Briefly stated we originally held that because of the stringent nature of an expropriation proceeding the applicable provisions of the statutes must be strictly construed and the expropriating authority held to strict adherence.

On reconsidering the matter we are now of the opinion that a strict interpretation of L.R.S. 48:442(1) does not require a favorable vote of six members but only requires a two-thirds vote of the members of a duly and properly called board meeting at which a quorum is present. We believe this decision to be in harmony with the established jurisprudence of this state with respect to interpretation of statutes, ordinances and constitutional provisions requiring a “two-thirds” vote for the sanction of a particular action.

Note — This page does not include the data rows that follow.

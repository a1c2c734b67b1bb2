//! Byte-order context shared by the writer and reader.
//!
//! NDR transmits an explicit data-representation label with every message;
//! the context captures the integer byte order selected by that label and
//! provides endian-dispatching primitive accessors plus the alignment
//! arithmetic every encoder uses.

use bytes::{Buf, BufMut};

/// NDR encoding/decoding context.
#[derive(Debug, Clone, Copy)]
pub struct NdrContext {
    /// Whether multi-byte integers use little-endian byte order
    pub little_endian: bool,
}

macro_rules! endian_accessors {
    ($($put:ident / $get:ident => $ty:ty, $put_le:ident, $put_be:ident, $get_le:ident, $get_be:ident;)*) => {
        $(
            #[inline]
            pub fn $put<B: BufMut>(&self, buf: &mut B, value: $ty) {
                if self.little_endian { buf.$put_le(value) } else { buf.$put_be(value) }
            }

            #[inline]
            pub fn $get<B: Buf>(&self, buf: &mut B) -> $ty {
                if self.little_endian { buf.$get_le() } else { buf.$get_be() }
            }
        )*
    };
}

impl NdrContext {
    /// Default NDR context: little-endian (the representation every Microsoft
    /// peer sends).
    pub fn new() -> Self {
        Self { little_endian: true }
    }

    /// Context with explicit byte order, as selected by a PDU's data
    /// representation label.
    pub fn with_byte_order(little_endian: bool) -> Self {
        Self { little_endian }
    }

    /// Padding needed so that `position` becomes a multiple of `alignment`.
    #[inline]
    pub fn align_padding(position: usize, alignment: usize) -> usize {
        if alignment <= 1 {
            return 0;
        }
        match position % alignment {
            0 => 0,
            rem => alignment - rem,
        }
    }

    endian_accessors! {
        put_u16 / get_u16 => u16, put_u16_le, put_u16, get_u16_le, get_u16;
        put_i16 / get_i16 => i16, put_i16_le, put_i16, get_i16_le, get_i16;
        put_u32 / get_u32 => u32, put_u32_le, put_u32, get_u32_le, get_u32;
        put_i32 / get_i32 => i32, put_i32_le, put_i32, get_i32_le, get_i32;
        put_u64 / get_u64 => u64, put_u64_le, put_u64, get_u64_le, get_u64;
        put_i64 / get_i64 => i64, put_i64_le, put_i64, get_i64_le, get_i64;
        put_f32 / get_f32 => f32, put_f32_le, put_f32, get_f32_le, get_f32;
        put_f64 / get_f64 => f64, put_f64_le, put_f64, get_f64_le, get_f64;
    }
}

impl Default for NdrContext {
    fn default() -> Self {
        Self::new()
    }
}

Article 6, § 19.2(6) provides that a majority of the members of the Board constitutes a quorum. Excluding the presence of Mr. Candies five members of the Board were present at its meeting on May 15, 1968 when the contested resolution was adopted, thus constituting a quorum. Again, excluding the presence of Mr. Candies five members of the Board voted in favor of the resolution, thus satisfying the requirement of L.R.S. 48:442(1).

In Branton v. Parker, La.App., 233 So.2d 278 (writs refused June 26, 1970), we reviewed the jurisprudence of this state with respect to the “two-thirds” requirement of elected members of each house of the Legislature in providing for a salary increase for public officials. We concluded that the terminology “by vote of two-thirds of the members of each House of the Legislature” *549meant “two-thirds of a quorum present, provided that the vote equals or exceeds a majority of the total of elected membership of each chamber”.

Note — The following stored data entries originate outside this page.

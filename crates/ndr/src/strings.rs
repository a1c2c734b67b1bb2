//! NDR string types.
//!
//! Strings are conformant varying arrays of characters with a mandatory NUL
//! terminator that is counted in `actual_count`:
//!
//! ```text
//! max_count: u32    # capacity in characters, including the terminator
//! offset: u32       # always 0
//! actual_count: u32 # transmitted characters, including the terminator
//! chars[actual_count]
//! ```
//!
//! An empty string still transmits all three counts with
//! `actual_count == 1` (the terminator alone).

use crate::{NdrDecode, NdrEncode, NdrError, NdrReader, NdrWriter, Result};

/// Unicode string (`[string] wchar_t*`), UTF-16LE on the wire.
#[derive(Debug, Clone, PartialEq, Eq, Default, Hash)]
pub struct WString(pub String);

impl WString {
    pub fn new(s: impl Into<String>) -> Self {
        Self(s.into())
    }

    pub fn as_str(&self) -> &str {
        &self.0
    }

    pub fn into_string(self) -> String {
        self.0
    }
}

impl From<String> for WString {
    fn from(s: String) -> Self {
        Self(s)
    }
}

impl From<&str> for WString {
    fn from(s: &str) -> Self {
        Self(s.to_string())
    }
}

impl AsRef<str> for WString {
    fn as_ref(&self) -> &str {
        &self.0
    }
}

impl NdrEncode for WString {
    fn ndr_encode(&self, w: &mut NdrWriter) -> Result<()> {
        let utf16: Vec<u16> = self.0.encode_utf16().collect();
        let count_with_nul = (utf16.len() + 1) as u32;

        w.write_u32(count_with_nul);
        w.write_u32(0);
        w.write_u32(count_with_nul);
        for unit in &utf16 {
            w.write_u16(*unit);
        }
        w.write_u16(0);
        Ok(())
    }

    fn ndr_align() -> usize {
        4
    }
}

impl NdrDecode for WString {
    fn ndr_decode(r: &mut NdrReader) -> Result<Self> {
        let (_, actual) = read_string_counts(r)?;
        r.check_allocation(actual, 2)?;

        let mut utf16 = Vec::with_capacity(actual);
        for _ in 0..actual {
            utf16.push(r.read_u16()?);
        }
        if utf16.pop() != Some(0) {
            return Err(NdrError::InvalidString("missing NUL terminator"));
        }

        let decoded: std::result::Result<String, _> = char::decode_utf16(utf16).collect();
        Ok(Self(decoded?))
    }

    fn ndr_align() -> usize {
        4
    }
}

/// ANSI string (`[string] char*`), one byte per character on the wire.
#[derive(Debug, Clone, PartialEq, Eq, Default, Hash)]
pub struct CString(pub String);

impl CString {
    pub fn new(s: impl Into<String>) -> Self {
        Self(s.into())
    }

    pub fn as_str(&self) -> &str {
        &self.0
    }

    pub fn into_string(self) -> String {
        self.0
    }
}

impl From<String> for CString {
    fn from(s: String) -> Self {
        Self(s)
    }
}

impl From<&str> for CString {
    fn from(s: &str) -> Self {
        Self(s.to_string())
    }
}

impl NdrEncode for CString {
    fn ndr_encode(&self, w: &mut NdrWriter) -> Result<()> {
        let bytes = self.0.as_bytes();
        let count_with_nul = (bytes.len() + 1) as u32;

        w.write_u32(count_with_nul);
        w.write_u32(0);
        w.write_u32(count_with_nul);
        w.write_bytes(bytes);
        w.write_u8(0);
        Ok(())
    }

    fn ndr_align() -> usize {
        4
    }
}

impl NdrDecode for CString {
    fn ndr_decode(r: &mut NdrReader) -> Result<Self> {
        let (_, actual) = read_string_counts(r)?;
        r.check_allocation(actual, 1)?;

        let mut bytes = r.read_bytes(actual)?;
        if bytes.pop() != Some(0) {
            return Err(NdrError::InvalidString("missing NUL terminator"));
        }
        Ok(Self(String::from_utf8(bytes)?))
    }

    fn ndr_align() -> usize {
        4
    }
}

/// Read and validate the `(max, offset, actual)` triple shared by both
/// string flavors. Returns `(max, actual)` in character units.
fn read_string_counts(r: &mut NdrReader) -> Result<(usize, usize)> {
    let max = r.read_u32()?;
    let offset = r.read_u32()?;
    let actual = r.read_u32()?;

    if offset != 0 {
        return Err(NdrError::InvalidString("non-zero offset"));
    }
    if actual > max {
        return Err(NdrError::MalformedContainer {
            max,
            offset,
            actual,
        });
    }
    if actual == 0 {
        return Err(NdrError::InvalidString("zero-length counted string"));
    }
    Ok((max as usize, actual as usize))
}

We also cited in our original decision the case of Liquefied Petroleum Gas Comm’n v. E. R. Kiper Gas Corp., 229 La. 640, 86 So.2d 518 which held that a constitutional commission of five members was legally constituted when only three members had been appointed because these three members represented a majority of the Board.

In the case of Mix v. City of New Orleans (1960), La.App., 126 So.2d 1, our brethren of the Fourth Circuit had under consideration a charter provision of the City Council of New Orleans which required “the affirmative vote of two-thirds of the members of the Council” to overrule a recommendation by the City Planning Commission. In Mix the court held that absent any language specifying “all members”, “two-thirds of all its members,” or “two-thirds vote of its entire membership” any provision requiring a two-thirds vote of a legislative body or administrative vote is generally considered as requiring a two-thirds vote of members present and constituting a quorum and not two-thirds of all members. Cited in Mix is Warnock v. City of Lafayette (1849), 4 La.Ann. 419 dealing with a statute authorizing the City Council of Lafayette to remove certain municipal offices “by a vote of two-thirds of their own body”.

In Doll v. Flintkote Company (1956), 231 La. 241, 91 So.2d 24, the Supreme Court of Louisiana affirmed a decision by the Court of Appeal, Orleans, which gave the Commission Council of the City of New Orleans the power to pass a certain type of ordinance by a two-thirds vote of the members present and constituting a quorum. The particular charter provision under consideration in Mix was distinguished from four other provisions of the charter which required as stated above, i. e., “all its members”, “all members”, and “its entire membership”.

Accordingly, for the above and foregoing reasons our original decision herein amending and remanding the judgment of the district court is rescinded and set aside and judgment is rendered herein making the writ previously issued peremptory and reversing the decision of the district court which dismissed plaintiff’s suit. It is further ordered that this matter be remanded for a trial on the merits. The costs of all proceedings relative to the motion to dismiss filed by the defendant and the application for writs and the subsequent proceeding in this court are assessed against the defendant. All other costs are to await a final determination of the merits.

Reversed and remanded.

LANDRY, J., dissented for reasons assigned on original hearing.